Gl'impiegati delle moschee sono prima gl'Imani, che dirigono la preghiera, predicano i venerdì, e fanno talvolta la lettura de' libri sacri; ed in appresso i Mudden, che chiamano il popolo dall'alto delle torri, e che ajutano gl'Imani nella direzione delle preghiere. Quest'impieghi non imprimono verun carattere in coloro che gli esercitano; e quindi tosto che hanno terminate le loro funzioni, si occupano in altri affari come semplici cittadini. Durante l'assenza d'un Imano dalla moschea, il Mudden, o un altro individuo, o qualunque del popolo si pone alla testa dell'assemblea; dirige la preghiera, e fa le funzioni di vero Imano.
I musulmani non hanno altre feste in tutto l'anno che quelle della Pasqua, e della nascita del Profeta. Il venerdì il musulmano lavora come gli altri giorni della settimana, incominciando la mattina fino ad un'ora avanti mezzogiorno, in cui abbandona la sua officina, o altre sue occupazioni per andar a fare le sue abluzioni, e la sua preghiera alla moschea: torna in appresso al suo travaglio.
Dal fin qui detto si vede che l'islam, o la religione di Maometto, è austera. La parola islamismo vuol dire abbandono di se medesimo a Dio; e su questa primaria base è fondato questo culto.
La credenza nella missione di Noè, di Abramo, di Mosè, di Gesù Cristo e di altri antichi Profeti, è un articolo indispensabile per l'introduzione all'islamismo; di modo che un giudeo non può essere ammesso al corpo dei fedeli, senza che preventivamente abbia dato prove della sua credenza nella missione di Gesù Cristo, riconosciuto come lo spirito di Dio (Rouh Oullàk) e figliuolo di una Vergine: lo che viene attestato dal Corano.

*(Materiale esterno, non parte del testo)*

//! LMDB storage backend for the HushVote protocol.
//!
//! Implements all storage traits from `hush-store` using the `heed` LMDB bindings.
//! Each logical store maps to one LMDB database within a single environment,
//! and every [`hush_store::WriteBatch`] is applied in exactly one write transaction.

pub mod credit;
pub mod environment;
pub mod error;
pub mod integrity;
pub mod meta;
pub mod migration;
pub mod voter;
pub mod voting;
pub mod write_batch;

pub use environment::{LmdbEnvironment, DEFAULT_MAP_SIZE};
pub use error::LmdbError;
pub use integrity::{check_data_dir, check_integrity, IntegrityReport};
pub use migration::{Migrator, CURRENT_SCHEMA_VERSION};
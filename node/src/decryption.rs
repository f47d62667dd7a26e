//! The decryption relay: asynchronous fulfilment delivery and the
//! never-fulfilled watchdog.
//!
//! Decryption callbacks arrive out of band from the FHE coprocessor. The
//! relay owns the receiving end of a bounded channel and applies each
//! fulfilment through the engine handle; a second task periodically
//! re-requests decryptions whose callback never came.

use std::time::Duration;

use tokio::sync::{broadcast, mpsc};
use tokio::task::JoinHandle;

use hush_crypto::DecryptionFulfillment;
use hush_voting::FulfillOutcome;

use crate::handle::EngineHandle;

pub struct DecryptionRelay;

impl DecryptionRelay {
    /// Spawn the task applying fulfilments until shutdown or channel close.
    pub fn spawn_fulfillments(
        handle: EngineHandle,
        mut fulfillments: mpsc::Receiver<DecryptionFulfillment>,
        mut shutdown_rx: broadcast::Receiver<()>,
    ) -> JoinHandle<()> {
        tokio::spawn(async move {
            loop {
                let fulfillment = tokio::select! {
                    biased;
                    _ = shutdown_rx.recv() => {
                        tracing::info!("decryption relay shutting down");
                        break;
                    }
                    next = fulfillments.recv() => match next {
                        Some(fulfillment) => fulfillment,
                        None => {
                            tracing::info!("fulfilment channel closed, relay exiting");
                            break;
                        }
                    },
                };

                let request_id = fulfillment.request_id;
                match handle
                    .write(|engine| engine.fulfill_decryption(fulfillment))
                    .await
                {
                    Ok(FulfillOutcome::Tallied(results)) => {
                        tracing::debug!(request = %request_id, options = results.len(), "fulfilment applied");
                    }
                    Ok(FulfillOutcome::AlreadyTallied) => {}
                    Err(e) => {
                        tracing::warn!(request = %request_id, error = %e, "rejected decryption fulfilment");
                    }
                }
            }
        })
    }

    /// Spawn the watchdog that re-requests stale decryptions every `period`.
    pub fn spawn_watchdog(
        handle: EngineHandle,
        period: Duration,
        mut shutdown_rx: broadcast::Receiver<()>,
    ) -> JoinHandle<()> {
        tokio::spawn(async move {
            let mut interval = tokio::time::interval(period);
            interval.tick().await; // skip the immediate first tick
            loop {
                tokio::select! {
                    biased;
                    _ = shutdown_rx.recv() => {
                        tracing::info!("decryption watchdog shutting down");
                        break;
                    }
                    _ = interval.tick() => {
                        match handle.write(|engine| engine.reissue_stale_decryptions()).await {
                            Ok(reissued) if !reissued.is_empty() => {
                                tracing::info!(count = reissued.len(), "stale decryptions re-requested");
                            }
                            Ok(_) => {}
                            Err(e) => {
                                tracing::error!(error = %e, "decryption watchdog sweep failed");
                            }
                        }
                    }
                }
            }
        })
    }
}
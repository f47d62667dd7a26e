//! Shared utilities for the HushVote protocol.

pub mod logging;
pub mod time;

pub use logging::{init_logging, LogFormat, LoggingError};
pub use time::format_duration;
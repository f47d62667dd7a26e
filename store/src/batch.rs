//! Write batching: groups every write of one protocol operation so the
//! backend can apply them as a unit.
//!
//! ```ignore
//! let mut batch = WriteBatch::new();
//! batch.put_voting(id, &voting_bytes);
//! batch.put_voter(id, &voter, &record_bytes);
//! store.commit(batch)?;
//! ```
//!
//! A batch that is dropped without being committed has no effect.

use hush_types::{VoterAddress, VotingId};

/// One pending write.
#[derive(Clone, Debug, PartialEq, Eq)]
pub enum BatchOp {
    PutVoting {
        id: VotingId,
        data: Vec<u8>,
    },
    PutVoter {
        voting: VotingId,
        voter: VoterAddress,
        data: Vec<u8>,
    },
    PutCreditBalance {
        voting: VotingId,
        voter: VoterAddress,
        data: Vec<u8>,
    },
    PutAllocation {
        voting: VotingId,
        voter: VoterAddress,
        data: Vec<u8>,
    },
    PutPublicKey {
        voter: VoterAddress,
        key: [u8; 32],
    },
    PutDecryptionRequest {
        request_id: u64,
        voting: VotingId,
    },
    PutMeta {
        key: String,
        value: Vec<u8>,
    },
}

/// An ordered list of writes, applied atomically by [`crate::LedgerStore::commit`].
#[derive(Clone, Debug, Default)]
pub struct WriteBatch {
    ops: Vec<BatchOp>,
}

impl WriteBatch {
    pub fn new() -> Self {
        Self::default()
    }

    pub fn put_voting(&mut self, id: VotingId, data: &[u8]) {
        self.ops.push(BatchOp::PutVoting {
            id,
            data: data.to_vec(),
        });
    }

    pub fn put_voter(&mut self, voting: VotingId, voter: &VoterAddress, data: &[u8]) {
        self.ops.push(BatchOp::PutVoter {
            voting,
            voter: voter.clone(),
            data: data.to_vec(),
        });
    }

    pub fn put_credit_balance(&mut self, voting: VotingId, voter: &VoterAddress, data: &[u8]) {
        self.ops.push(BatchOp::PutCreditBalance {
            voting,
            voter: voter.clone(),
            data: data.to_vec(),
        });
    }

    pub fn put_allocation(&mut self, voting: VotingId, voter: &VoterAddress, data: &[u8]) {
        self.ops.push(BatchOp::PutAllocation {
            voting,
            voter: voter.clone(),
            data: data.to_vec(),
        });
    }

    pub fn put_public_key(&mut self, voter: &VoterAddress, key: [u8; 32]) {
        self.ops.push(BatchOp::PutPublicKey {
            voter: voter.clone(),
            key,
        });
    }

    pub fn put_decryption_request(&mut self, request_id: u64, voting: VotingId) {
        self.ops
            .push(BatchOp::PutDecryptionRequest { request_id, voting });
    }

    pub fn put_meta(&mut self, key: &str, value: &[u8]) {
        self.ops.push(BatchOp::PutMeta {
            key: key.to_string(),
            value: value.to_vec(),
        });
    }

    pub fn len(&self) -> usize {
        self.ops.len()
    }

    pub fn is_empty(&self) -> bool {
        self.ops.is_empty()
    }

    pub fn ops(&self) -> &[BatchOp] {
        &self.ops
    }

    pub fn into_ops(self) -> Vec<BatchOp> {
        self.ops
    }
}

#[cfg(test)]
mod tests {
    use super::*;

    #[test]
    fn ops_keep_insertion_order() {
        let voter = VoterAddress::from_bytes([1; 20]);
        let mut batch = WriteBatch::new();
        assert!(batch.is_empty());

        batch.put_voting(VotingId::new(0), b"v");
        batch.put_voter(VotingId::new(0), &voter, b"r");
        batch.put_meta("paused", &[1]);

        assert_eq!(batch.len(), 3);
        assert!(matches!(batch.ops()[0], BatchOp::PutVoting { .. }));
        assert!(matches!(batch.ops()[1], BatchOp::PutVoter { .. }));
        assert!(matches!(batch.ops()[2], BatchOp::PutMeta { .. }));
    }
}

I musulmani sono d'opinione che gli evangelj che trovansi tra le mani de' cristiani siano stati viziati, o corrotti da interpolazioni. Essi negano la morte di Gesù Cristo, che secondo il Corano salì vivo al cielo senza subire il supplizio della croce; non ammettono il domma della Trinità, nè per conseguenza l'unione ipostatica della seconda persona in Gesù Cristo, e nell'eucaristia.
Sgraziatamente sonosi pure introdotte nell'islamismo varie superstizioni, che il musulmano filosofo detesta. Le ceremonie esteriori del culto hanno soverchiato in modo le dottrine fondamentali della religione, che quando un musulmano faccia ogni giorno il numero della prostrazioni o dei rihat prescritti dalla legge, non si guarda alla sua morale, e sarà tenuto buon musulmano; sarà pure inalzato alla dignità di santo, se eccede il numero delle preghiere e dei digiuni legali, quantunque la sua condotta sia quella d'un uomo perverso, com'io ebbi occasione di vederne alcuni esempi.
La venerazione pei sepolcri dei santi ha un utile effetto quando le loro cappelle sono l'asilo dell'innocenza contro gli attentati del despotismo. La venerazione in cui sono tenuti gl'imbecilli, protegge la sgraziata loro esistenza; ma l'asilo delle cappelle conserva altresì un ragguardevole numero di delinquenti, dai quali dovrebbesi liberare la società, ed il rispetto verso gl'imbecilli è cagione di mille attentati contro la pubblica morale. I safi, o talismani, le reliquie, le corone, i recitatori di preghiere per gl'infermi, per le cose smarrite, ec. ec., sono altrettante pie frodi che macchiano il puro deismo di Maometto. Altronde qual è il culto in terra che non sia stato alterato dalla cupidigia dei ciarlatani, o dalla sciocca timidità del popolo? Fortunatamente che nell'impero di Marocco non si vedono quelle greggie monastiche, ossia quei Dervis, che scontransi in tutta la Turchia.